◆ WORK TASK ◆
For the entries below, print exactly the lines between the line holding "daily summaries of" and the line holding "Region suffixes are", inclusive, and nothing else.

Segment Start: DATASET ENTRIES

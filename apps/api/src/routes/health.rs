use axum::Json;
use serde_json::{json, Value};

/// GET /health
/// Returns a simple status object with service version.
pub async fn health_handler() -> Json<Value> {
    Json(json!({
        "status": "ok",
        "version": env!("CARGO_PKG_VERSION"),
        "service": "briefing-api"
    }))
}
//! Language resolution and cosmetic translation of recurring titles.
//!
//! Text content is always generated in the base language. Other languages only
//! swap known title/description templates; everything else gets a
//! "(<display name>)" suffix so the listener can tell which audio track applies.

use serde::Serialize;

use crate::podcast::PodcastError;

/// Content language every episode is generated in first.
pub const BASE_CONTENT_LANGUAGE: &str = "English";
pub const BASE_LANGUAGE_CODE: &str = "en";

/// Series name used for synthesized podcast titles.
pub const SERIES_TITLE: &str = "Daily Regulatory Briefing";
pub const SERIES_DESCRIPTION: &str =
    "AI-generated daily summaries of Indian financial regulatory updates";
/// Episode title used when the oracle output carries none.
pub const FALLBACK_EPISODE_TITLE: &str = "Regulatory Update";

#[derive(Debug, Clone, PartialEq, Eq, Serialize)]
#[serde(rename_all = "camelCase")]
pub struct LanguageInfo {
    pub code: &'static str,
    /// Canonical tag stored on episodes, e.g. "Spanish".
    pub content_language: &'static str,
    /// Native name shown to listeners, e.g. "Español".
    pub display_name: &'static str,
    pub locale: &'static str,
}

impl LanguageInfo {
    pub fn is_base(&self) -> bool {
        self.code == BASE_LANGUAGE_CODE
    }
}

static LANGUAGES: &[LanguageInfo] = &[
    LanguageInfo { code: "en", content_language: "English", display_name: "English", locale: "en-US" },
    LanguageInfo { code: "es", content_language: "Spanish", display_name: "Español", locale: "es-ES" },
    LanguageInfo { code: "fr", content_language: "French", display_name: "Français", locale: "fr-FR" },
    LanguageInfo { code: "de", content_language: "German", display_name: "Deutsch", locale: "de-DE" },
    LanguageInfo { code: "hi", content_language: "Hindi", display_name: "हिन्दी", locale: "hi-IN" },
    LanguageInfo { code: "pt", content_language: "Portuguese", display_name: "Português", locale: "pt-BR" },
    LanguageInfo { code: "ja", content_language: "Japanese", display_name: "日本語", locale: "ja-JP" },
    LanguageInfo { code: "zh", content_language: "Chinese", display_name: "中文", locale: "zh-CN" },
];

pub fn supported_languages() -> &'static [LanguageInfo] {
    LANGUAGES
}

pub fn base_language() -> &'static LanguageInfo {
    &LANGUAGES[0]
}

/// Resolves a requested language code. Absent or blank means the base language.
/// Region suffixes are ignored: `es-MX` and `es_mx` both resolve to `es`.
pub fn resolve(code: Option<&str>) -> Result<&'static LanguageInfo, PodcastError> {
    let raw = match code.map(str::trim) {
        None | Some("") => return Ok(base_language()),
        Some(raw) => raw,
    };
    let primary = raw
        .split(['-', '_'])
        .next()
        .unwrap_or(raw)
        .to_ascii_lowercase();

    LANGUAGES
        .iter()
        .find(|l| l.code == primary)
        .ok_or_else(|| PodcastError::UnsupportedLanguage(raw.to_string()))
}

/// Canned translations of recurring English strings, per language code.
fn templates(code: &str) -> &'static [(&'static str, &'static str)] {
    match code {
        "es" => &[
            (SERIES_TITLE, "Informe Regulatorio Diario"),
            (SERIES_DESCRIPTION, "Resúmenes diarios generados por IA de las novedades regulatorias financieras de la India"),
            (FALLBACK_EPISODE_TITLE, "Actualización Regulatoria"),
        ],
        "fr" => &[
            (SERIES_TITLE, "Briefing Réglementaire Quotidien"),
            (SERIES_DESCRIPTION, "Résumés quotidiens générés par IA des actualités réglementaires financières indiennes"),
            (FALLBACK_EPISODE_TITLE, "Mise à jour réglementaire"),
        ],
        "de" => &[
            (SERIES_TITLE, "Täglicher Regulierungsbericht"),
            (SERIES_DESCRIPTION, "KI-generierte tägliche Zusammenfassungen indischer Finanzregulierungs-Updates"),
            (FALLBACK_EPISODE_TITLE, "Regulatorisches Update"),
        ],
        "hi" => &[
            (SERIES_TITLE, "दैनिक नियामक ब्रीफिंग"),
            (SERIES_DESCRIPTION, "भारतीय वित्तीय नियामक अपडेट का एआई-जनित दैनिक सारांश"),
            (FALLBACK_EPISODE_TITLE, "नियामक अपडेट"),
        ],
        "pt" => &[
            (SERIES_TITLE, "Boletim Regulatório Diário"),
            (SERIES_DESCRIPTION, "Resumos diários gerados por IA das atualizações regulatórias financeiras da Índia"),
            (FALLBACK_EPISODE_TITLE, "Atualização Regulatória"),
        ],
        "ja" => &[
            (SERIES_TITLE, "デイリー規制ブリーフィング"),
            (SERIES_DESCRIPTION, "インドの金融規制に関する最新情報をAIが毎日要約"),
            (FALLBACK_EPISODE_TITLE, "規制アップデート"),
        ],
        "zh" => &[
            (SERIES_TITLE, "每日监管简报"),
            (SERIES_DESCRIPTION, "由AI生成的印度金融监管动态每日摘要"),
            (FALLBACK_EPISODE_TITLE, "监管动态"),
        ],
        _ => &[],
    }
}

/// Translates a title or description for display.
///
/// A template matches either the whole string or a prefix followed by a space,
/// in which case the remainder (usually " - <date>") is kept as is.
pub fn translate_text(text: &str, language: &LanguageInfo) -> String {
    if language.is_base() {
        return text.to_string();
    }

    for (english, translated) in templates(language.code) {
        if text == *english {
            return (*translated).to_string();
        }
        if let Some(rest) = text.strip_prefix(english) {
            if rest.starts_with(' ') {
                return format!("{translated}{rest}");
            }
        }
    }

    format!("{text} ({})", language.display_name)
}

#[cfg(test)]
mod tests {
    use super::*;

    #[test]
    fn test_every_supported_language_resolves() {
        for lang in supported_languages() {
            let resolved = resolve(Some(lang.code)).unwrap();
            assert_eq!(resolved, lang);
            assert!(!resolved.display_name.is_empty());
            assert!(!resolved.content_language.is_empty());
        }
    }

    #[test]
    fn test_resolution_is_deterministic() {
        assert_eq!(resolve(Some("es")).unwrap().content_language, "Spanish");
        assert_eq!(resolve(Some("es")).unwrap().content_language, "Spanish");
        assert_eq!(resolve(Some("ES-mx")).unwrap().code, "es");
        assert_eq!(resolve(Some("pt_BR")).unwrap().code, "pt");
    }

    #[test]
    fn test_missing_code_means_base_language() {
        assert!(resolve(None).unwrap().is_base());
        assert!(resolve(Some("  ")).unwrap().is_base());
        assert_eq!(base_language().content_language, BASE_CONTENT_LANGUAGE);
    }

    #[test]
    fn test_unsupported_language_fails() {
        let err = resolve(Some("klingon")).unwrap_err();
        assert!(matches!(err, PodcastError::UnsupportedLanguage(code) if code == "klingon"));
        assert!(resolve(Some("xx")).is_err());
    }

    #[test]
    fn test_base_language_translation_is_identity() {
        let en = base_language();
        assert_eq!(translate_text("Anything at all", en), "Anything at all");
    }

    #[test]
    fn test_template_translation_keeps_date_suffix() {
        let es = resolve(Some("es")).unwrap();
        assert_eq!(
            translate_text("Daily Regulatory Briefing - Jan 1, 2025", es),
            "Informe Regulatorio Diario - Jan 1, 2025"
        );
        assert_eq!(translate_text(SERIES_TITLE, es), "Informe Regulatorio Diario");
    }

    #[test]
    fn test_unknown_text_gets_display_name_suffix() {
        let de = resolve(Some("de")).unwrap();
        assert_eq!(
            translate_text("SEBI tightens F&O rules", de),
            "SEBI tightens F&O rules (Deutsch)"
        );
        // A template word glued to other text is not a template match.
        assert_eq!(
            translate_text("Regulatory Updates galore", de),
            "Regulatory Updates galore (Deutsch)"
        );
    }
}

Segment End: DATASET ENTRIES

◆ EXPECTED ANSWER ◆
    "AI-generated daily summaries of Indian financial regulatory updates";
/// Episode title used when the oracle output carries none.
pub const FALLBACK_EPISODE_TITLE: &str = "Regulatory Update";

#[derive(Debug, Clone, PartialEq, Eq, Serialize)]
#[serde(rename_all = "camelCase")]
pub struct LanguageInfo {
    pub code: &'static str,
    /// Canonical tag stored on episodes, e.g. "Spanish".
    pub content_language: &'static str,
    /// Native name shown to listeners, e.g. "Español".
    pub display_name: &'static str,
    pub locale: &'static str,
}

impl LanguageInfo {
    pub fn is_base(&self) -> bool {
        self.code == BASE_LANGUAGE_CODE
    }
}

static LANGUAGES: &[LanguageInfo] = &[
    LanguageInfo { code: "en", content_language: "English", display_name: "English", locale: "en-US" },
    LanguageInfo { code: "es", content_language: "Spanish", display_name: "Español", locale: "es-ES" },
    LanguageInfo { code: "fr", content_language: "French", display_name: "Français", locale: "fr-FR" },
    LanguageInfo { code: "de", content_language: "German", display_name: "Deutsch", locale: "de-DE" },
    LanguageInfo { code: "hi", content_language: "Hindi", display_name: "हिन्दी", locale: "hi-IN" },
    LanguageInfo { code: "pt", content_language: "Portuguese", display_name: "Português", locale: "pt-BR" },
    LanguageInfo { code: "ja", content_language: "Japanese", display_name: "日本語", locale: "ja-JP" },
    LanguageInfo { code: "zh", content_language: "Chinese", display_name: "中文", locale: "zh-CN" },
];

pub fn supported_languages() -> &'static [LanguageInfo] {
    LANGUAGES
}

pub fn base_language() -> &'static LanguageInfo {
    &LANGUAGES[0]
}

/// Resolves a requested language code. Absent or blank means the base language.
/// Region suffixes are ignored: `es-MX` and `es_mx` both resolve to `es`.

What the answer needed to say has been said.